WASHINGTON — Former Federal Deposit Insurance Corp. Chairman Martin Gruenberg reiterated his opposition to proposed changes to the enhanced supplementary leverage ratio backed by the Federal Reserve and the Office of the Comptroller of the Currency.
Gruenberg, who now serves as a member of the FDIC board, said the proposed changes would make banks more vulnerable to “disruption and failure.” According to some estimates, the plan would lower the required capital held by "global systemically important banks" by $121 billion.
“[The changes] are not technical fixes,” Gruenberg said in a speech Thursday at the Peterson Institute for International Economics. “They would significantly weaken constraints on financial leverage in systemically important banks put in place in response to the crisis.”

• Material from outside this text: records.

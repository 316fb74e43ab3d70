use squirrelhaven::config::Config;
use squirrelhaven::text::TextCatalog;

#[tokio::test]
async fn loads_text_document_from_disk() {
    let dir = tempfile::tempdir().unwrap();
    let path = dir.path().join("text.json");
    std::fs::write(
        &path,
        r#"{"socialHub":{"feed":{"title":"Acorn Wall","timeAgo":"{time} back"}}}"#,
    )
    .unwrap();

    let texts = TextCatalog::load(&path).await;
    assert!(texts.is_loaded());
    assert_eq!(texts.text("socialHub.feed.title"), "Acorn Wall");
    assert_eq!(
        texts.text_with("socialHub.feed.timeAgo", &[("time", &"3h")]),
        "3h back"
    );
    assert_eq!(texts.text("socialHub.feed.missing"), "socialHub.feed.missing");
}

#[tokio::test]
async fn missing_or_broken_documents_fall_back_to_paths() {
    let dir = tempfile::tempdir().unwrap();
    let missing = TextCatalog::load(dir.path().join("nope.json")).await;
    assert!(!missing.is_loaded());
    assert_eq!(missing.text("hero.title"), "hero.title");

    let broken = dir.path().join("broken.json");
    std::fs::write(&broken, "{ not json").unwrap();
    let texts = TextCatalog::load(&broken).await;
    assert!(!texts.is_loaded());
    assert_eq!(texts.text_with("a.b", &[("x", &1)]), "a.b");
}

#[tokio::test]
async fn default_config_round_trips_through_disk() {
    let dir = tempfile::tempdir().unwrap();
    let path = dir.path().join("config.toml");
    let path = path.to_string_lossy().to_string();
    Config::create_default(&path).await.unwrap();
    let config = Config::load(&path).await.unwrap();
    assert_eq!(config.care.squirrel_name, "Nutkin");
    assert_eq!(config.games.tick_ms, 1000);
    assert_eq!(config.text.path, "data/text.json");
}

#[tokio::test]
async fn invalid_config_is_rejected() {
    let dir = tempfile::tempdir().unwrap();
    let path = dir.path().join("config.toml");
    std::fs::write(&path, "[games]\ntarget_spawn_chance = 2.0\n").unwrap();
    let err = Config::load(&path.to_string_lossy()).await.unwrap_err();
    assert!(err.to_string().contains("target_spawn_chance"), "{}", err);
}

#[test]
fn bundled_document_covers_the_session_copy() {
    let texts = TextCatalog::builtin();
    for path in [
        "hero.title",
        "care.fed",
        "care.levelUp",
        "games.started",
        "eggs.unlocked",
        "socialHub.messages.noteSent",
        "socialHub.profile.experience",
        "footer.copyright",
    ] {
        assert_ne!(texts.text(path), path, "missing {}", path);
    }
}

#[tokio::test]
async fn single_key_sections_load() {
    let dir = tempfile::tempdir().unwrap();
    let path = dir.path().join("config.toml");
    std::fs::write(&path, "[care]\ndecay_interval_secs = 5\n\n[logging]\nfile = \"x.log\"\n").unwrap();
    let config = Config::load(&path.to_string_lossy()).await.unwrap();
    assert_eq!(config.care.decay_interval_secs, 5);
    assert_eq!(config.care.squirrel_name, "Nutkin");
    assert_eq!(config.logging.level, "info");
    assert_eq!(config.logging.file.as_deref(), Some("x.log"));
}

Gruenberg rebutted two arguments made in support of the changes to the leverage ratio.
Some have argued that reducing the eSLR would no longer make it a binding constraint and would avoid discouraging low-risk activities. It has also been argued that lowering the ratio will make banks safer by making risk-based capital the binding constraint.
Gruenberg said a bank’s risk of failure depends on the risk profile of its assets and the capital it holds.
“Research on bank failures typically concludes that more capital reduces the risk of bank failure and vice versa,” Gruenberg said.
Gruenberg also criticized arguments that holding company capital requirements and the Fed’s Comprehensive Capital Analysis and Review will “essentially trap” capital at the holding company, saying that if the capital reduction is paid to the parent company in dividends or transferred to nonbank affiliates, it could be unavailable to absorb losses. He also said that CCAR is a discretionary process and does not provide enough certainty.
“I do not believe that anyone has previously envisioned the source of strength by the parent company being bolstered by lowering the capital requirement at the bank,” Gruenberg said. “In effect what is being proposed here is to significantly reduce the capital of the bank in order to serve the interests of the parent company and its affiliates.”
Gruenberg has been outspoken in his opposition after the Fed and the OCC issued a proposal in April to replace the 2% eSLR with a ratio made up of half of the bank’s applicable risk-based capital surcharge. Fed Gov. Lael Brainard also opposed the changes, but was outvoted by the other Fed board members.
In June, Jelena McWilliams, who was nominated by President Donald Trump, was sworn in to succeed Gruenberg as chairman of the FDIC. McWilliams has not yet indicated whether the FDIC will support the changes to eSLR under her leadership.